* [Required work]: Where the word "parse" appears in a line below, copy the whole line.
------------------------------------------------
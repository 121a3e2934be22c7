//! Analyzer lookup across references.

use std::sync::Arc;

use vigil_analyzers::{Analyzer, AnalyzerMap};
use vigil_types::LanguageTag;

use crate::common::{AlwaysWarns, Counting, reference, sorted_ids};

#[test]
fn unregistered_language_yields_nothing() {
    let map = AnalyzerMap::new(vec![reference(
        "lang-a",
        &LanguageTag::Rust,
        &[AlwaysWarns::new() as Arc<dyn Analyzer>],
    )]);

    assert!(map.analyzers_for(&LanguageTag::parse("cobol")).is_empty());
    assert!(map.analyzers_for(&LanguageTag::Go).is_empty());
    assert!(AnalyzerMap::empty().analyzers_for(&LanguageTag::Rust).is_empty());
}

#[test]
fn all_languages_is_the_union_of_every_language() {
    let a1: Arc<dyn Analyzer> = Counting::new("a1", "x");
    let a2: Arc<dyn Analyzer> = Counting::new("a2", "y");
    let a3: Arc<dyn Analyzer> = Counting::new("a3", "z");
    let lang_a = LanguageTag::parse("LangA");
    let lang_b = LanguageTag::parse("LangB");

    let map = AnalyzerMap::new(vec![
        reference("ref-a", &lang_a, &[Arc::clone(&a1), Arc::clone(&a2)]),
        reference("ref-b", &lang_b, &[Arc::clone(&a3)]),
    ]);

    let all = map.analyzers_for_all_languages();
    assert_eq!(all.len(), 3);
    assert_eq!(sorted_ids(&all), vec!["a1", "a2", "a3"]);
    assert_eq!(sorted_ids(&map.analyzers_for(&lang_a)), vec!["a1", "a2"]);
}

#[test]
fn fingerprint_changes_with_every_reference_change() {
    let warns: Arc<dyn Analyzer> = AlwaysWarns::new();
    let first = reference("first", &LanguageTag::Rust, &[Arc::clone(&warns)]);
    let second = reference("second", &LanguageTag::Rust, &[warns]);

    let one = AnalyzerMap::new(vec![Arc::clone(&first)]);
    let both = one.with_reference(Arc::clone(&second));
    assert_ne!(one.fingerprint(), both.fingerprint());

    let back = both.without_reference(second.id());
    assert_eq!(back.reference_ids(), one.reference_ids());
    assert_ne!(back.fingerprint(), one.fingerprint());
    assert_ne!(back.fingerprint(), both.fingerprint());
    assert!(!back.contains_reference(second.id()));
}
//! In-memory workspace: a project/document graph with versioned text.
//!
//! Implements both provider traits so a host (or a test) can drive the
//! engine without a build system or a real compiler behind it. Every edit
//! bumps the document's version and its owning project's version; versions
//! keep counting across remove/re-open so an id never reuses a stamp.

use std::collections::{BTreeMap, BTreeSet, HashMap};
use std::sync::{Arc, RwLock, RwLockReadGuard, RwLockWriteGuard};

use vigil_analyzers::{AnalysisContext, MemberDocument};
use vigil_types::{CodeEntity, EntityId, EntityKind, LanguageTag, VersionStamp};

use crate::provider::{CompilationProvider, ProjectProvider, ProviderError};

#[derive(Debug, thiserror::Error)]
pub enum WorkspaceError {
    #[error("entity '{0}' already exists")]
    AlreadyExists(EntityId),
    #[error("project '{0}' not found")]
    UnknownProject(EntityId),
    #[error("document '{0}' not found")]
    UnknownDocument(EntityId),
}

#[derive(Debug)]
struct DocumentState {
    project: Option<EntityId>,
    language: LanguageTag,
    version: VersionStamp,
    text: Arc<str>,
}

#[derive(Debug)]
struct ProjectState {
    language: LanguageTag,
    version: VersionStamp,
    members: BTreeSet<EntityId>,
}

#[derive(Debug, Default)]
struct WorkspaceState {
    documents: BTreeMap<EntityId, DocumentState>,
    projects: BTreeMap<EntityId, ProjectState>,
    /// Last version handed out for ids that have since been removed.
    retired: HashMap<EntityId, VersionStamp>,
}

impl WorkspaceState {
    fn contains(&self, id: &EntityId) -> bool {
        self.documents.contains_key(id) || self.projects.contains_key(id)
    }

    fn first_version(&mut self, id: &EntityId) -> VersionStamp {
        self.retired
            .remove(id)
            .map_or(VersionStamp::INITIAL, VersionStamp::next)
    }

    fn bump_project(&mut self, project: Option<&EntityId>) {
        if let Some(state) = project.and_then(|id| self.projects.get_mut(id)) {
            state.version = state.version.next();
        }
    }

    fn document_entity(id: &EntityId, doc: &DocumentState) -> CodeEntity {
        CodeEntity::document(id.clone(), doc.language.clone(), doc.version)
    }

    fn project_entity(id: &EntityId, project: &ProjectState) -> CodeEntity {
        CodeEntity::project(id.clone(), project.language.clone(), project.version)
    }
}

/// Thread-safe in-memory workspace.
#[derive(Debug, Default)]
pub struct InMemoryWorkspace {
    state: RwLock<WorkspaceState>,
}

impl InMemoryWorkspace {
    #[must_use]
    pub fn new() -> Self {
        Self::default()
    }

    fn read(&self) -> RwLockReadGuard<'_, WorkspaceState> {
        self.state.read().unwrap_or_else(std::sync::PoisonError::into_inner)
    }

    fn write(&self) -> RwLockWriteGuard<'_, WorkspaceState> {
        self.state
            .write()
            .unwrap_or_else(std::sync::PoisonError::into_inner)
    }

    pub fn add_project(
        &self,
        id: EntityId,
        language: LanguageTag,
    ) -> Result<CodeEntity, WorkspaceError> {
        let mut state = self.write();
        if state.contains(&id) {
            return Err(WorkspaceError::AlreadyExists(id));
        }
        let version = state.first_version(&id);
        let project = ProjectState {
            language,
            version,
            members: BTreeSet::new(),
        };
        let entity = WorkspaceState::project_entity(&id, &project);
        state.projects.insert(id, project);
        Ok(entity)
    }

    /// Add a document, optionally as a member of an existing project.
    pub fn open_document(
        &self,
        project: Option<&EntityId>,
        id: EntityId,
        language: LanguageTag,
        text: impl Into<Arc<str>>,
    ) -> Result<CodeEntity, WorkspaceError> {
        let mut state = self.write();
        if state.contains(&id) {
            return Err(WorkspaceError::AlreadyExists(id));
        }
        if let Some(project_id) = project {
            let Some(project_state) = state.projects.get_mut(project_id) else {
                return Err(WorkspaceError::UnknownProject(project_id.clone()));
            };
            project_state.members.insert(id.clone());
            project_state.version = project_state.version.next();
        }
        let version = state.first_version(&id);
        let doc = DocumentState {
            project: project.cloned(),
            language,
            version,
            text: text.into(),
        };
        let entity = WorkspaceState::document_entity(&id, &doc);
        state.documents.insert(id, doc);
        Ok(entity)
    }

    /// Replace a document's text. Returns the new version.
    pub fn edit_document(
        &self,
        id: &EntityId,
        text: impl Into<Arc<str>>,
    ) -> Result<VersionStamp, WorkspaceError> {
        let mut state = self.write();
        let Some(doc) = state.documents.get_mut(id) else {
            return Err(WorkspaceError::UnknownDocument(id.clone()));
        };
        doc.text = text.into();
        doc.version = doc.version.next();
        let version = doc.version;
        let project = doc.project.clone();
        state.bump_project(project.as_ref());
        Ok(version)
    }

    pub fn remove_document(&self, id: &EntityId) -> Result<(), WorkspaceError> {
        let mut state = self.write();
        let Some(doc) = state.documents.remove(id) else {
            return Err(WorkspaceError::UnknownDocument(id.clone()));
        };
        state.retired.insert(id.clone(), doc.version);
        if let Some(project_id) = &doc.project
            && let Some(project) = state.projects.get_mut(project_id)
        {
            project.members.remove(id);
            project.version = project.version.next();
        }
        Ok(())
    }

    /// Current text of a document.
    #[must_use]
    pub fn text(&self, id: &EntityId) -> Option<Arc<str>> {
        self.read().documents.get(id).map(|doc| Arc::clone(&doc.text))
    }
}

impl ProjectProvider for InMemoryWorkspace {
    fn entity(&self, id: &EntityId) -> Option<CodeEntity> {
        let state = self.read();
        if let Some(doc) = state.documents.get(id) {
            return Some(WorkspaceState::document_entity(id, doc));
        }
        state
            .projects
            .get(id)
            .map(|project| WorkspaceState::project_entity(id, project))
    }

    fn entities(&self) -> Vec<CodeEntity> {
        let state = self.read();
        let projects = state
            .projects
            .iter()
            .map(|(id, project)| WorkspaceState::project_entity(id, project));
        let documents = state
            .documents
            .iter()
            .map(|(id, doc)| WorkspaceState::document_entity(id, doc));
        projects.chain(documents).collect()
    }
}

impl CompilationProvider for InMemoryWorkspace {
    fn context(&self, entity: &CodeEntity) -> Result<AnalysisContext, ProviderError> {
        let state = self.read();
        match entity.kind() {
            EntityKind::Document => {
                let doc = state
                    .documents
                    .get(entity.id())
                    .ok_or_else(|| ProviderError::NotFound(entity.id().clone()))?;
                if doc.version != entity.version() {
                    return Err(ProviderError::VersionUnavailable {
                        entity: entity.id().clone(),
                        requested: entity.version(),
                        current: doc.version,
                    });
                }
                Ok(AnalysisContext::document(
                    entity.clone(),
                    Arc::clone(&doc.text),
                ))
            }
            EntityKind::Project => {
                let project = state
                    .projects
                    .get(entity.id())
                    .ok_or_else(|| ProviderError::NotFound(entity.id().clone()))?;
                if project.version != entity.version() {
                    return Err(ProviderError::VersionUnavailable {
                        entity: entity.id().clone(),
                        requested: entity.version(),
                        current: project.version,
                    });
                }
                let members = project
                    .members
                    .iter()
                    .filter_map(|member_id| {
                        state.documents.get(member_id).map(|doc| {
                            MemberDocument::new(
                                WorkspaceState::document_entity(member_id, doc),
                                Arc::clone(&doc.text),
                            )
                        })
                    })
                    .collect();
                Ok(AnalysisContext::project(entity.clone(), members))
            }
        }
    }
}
------------------------------------------------
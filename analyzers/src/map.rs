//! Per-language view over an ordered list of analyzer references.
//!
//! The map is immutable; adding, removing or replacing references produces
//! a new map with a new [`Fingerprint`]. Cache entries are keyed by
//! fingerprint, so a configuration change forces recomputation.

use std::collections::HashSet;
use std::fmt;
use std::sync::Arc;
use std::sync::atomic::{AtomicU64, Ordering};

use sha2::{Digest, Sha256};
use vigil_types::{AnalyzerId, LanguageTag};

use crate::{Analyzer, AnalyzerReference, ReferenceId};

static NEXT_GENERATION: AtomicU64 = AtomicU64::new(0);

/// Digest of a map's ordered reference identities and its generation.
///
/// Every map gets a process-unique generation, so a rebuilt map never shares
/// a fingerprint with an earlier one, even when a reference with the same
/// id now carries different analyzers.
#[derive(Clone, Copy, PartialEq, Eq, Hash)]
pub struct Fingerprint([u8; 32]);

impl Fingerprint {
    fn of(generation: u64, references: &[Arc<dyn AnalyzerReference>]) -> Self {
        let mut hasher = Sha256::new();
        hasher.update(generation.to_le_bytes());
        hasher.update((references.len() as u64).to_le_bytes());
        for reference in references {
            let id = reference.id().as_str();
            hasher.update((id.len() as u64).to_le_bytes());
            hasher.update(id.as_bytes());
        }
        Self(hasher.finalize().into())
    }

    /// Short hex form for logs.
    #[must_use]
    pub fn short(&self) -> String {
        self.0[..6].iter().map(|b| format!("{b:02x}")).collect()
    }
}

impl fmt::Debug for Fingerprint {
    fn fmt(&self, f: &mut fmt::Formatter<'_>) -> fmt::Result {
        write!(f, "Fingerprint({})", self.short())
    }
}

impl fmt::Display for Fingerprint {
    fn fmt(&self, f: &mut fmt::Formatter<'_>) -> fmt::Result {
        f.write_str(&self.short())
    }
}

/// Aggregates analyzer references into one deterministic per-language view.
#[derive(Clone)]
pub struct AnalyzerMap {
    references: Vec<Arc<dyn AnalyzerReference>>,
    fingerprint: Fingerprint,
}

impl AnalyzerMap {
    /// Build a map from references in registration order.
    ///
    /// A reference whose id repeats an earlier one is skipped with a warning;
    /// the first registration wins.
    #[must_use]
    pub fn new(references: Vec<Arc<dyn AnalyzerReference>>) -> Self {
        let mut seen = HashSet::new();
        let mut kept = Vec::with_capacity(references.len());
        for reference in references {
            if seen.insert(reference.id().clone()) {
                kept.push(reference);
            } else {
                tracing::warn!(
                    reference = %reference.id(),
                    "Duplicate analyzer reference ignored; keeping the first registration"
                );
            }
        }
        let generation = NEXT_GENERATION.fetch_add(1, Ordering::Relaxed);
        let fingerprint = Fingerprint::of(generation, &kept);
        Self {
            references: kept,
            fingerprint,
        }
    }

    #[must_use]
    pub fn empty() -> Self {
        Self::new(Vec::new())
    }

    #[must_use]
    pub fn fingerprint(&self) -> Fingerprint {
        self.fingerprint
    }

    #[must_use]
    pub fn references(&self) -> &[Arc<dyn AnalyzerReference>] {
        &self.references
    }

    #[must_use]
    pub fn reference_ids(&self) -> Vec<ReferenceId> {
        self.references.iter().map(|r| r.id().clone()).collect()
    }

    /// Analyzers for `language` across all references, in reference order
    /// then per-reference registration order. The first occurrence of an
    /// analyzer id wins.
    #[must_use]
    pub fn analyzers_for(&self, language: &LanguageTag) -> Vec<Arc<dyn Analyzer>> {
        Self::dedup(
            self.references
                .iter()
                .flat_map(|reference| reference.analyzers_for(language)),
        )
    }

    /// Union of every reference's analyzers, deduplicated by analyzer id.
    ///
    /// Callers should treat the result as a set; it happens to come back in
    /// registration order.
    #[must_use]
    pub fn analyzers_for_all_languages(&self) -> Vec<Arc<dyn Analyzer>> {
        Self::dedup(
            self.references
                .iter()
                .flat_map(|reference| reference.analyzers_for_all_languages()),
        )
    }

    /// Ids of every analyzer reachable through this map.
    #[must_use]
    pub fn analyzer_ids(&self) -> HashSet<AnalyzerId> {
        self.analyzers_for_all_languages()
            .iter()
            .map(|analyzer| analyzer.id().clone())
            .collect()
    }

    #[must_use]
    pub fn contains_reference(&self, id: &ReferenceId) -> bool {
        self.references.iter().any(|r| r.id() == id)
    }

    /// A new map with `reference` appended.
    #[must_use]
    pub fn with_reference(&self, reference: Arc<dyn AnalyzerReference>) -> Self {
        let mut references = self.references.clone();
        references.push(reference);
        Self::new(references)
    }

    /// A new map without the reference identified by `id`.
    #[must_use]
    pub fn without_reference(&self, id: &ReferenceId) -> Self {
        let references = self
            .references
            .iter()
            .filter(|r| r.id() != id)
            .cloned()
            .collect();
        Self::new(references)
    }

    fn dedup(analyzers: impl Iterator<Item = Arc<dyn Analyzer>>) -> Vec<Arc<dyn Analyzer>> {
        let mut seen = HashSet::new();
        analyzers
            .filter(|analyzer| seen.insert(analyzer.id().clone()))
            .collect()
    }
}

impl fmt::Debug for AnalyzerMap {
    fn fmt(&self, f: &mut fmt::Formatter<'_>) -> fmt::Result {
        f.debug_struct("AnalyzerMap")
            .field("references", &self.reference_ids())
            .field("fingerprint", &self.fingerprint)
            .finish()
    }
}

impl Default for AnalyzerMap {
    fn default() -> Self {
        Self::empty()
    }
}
------------------------------------------------
* [Answer below]:
    assert!(map.analyzers_for(&LanguageTag::parse("cobol")).is_empty());
    let lang_a = LanguageTag::parse("LangA");
    let lang_b = LanguageTag::parse("LangB");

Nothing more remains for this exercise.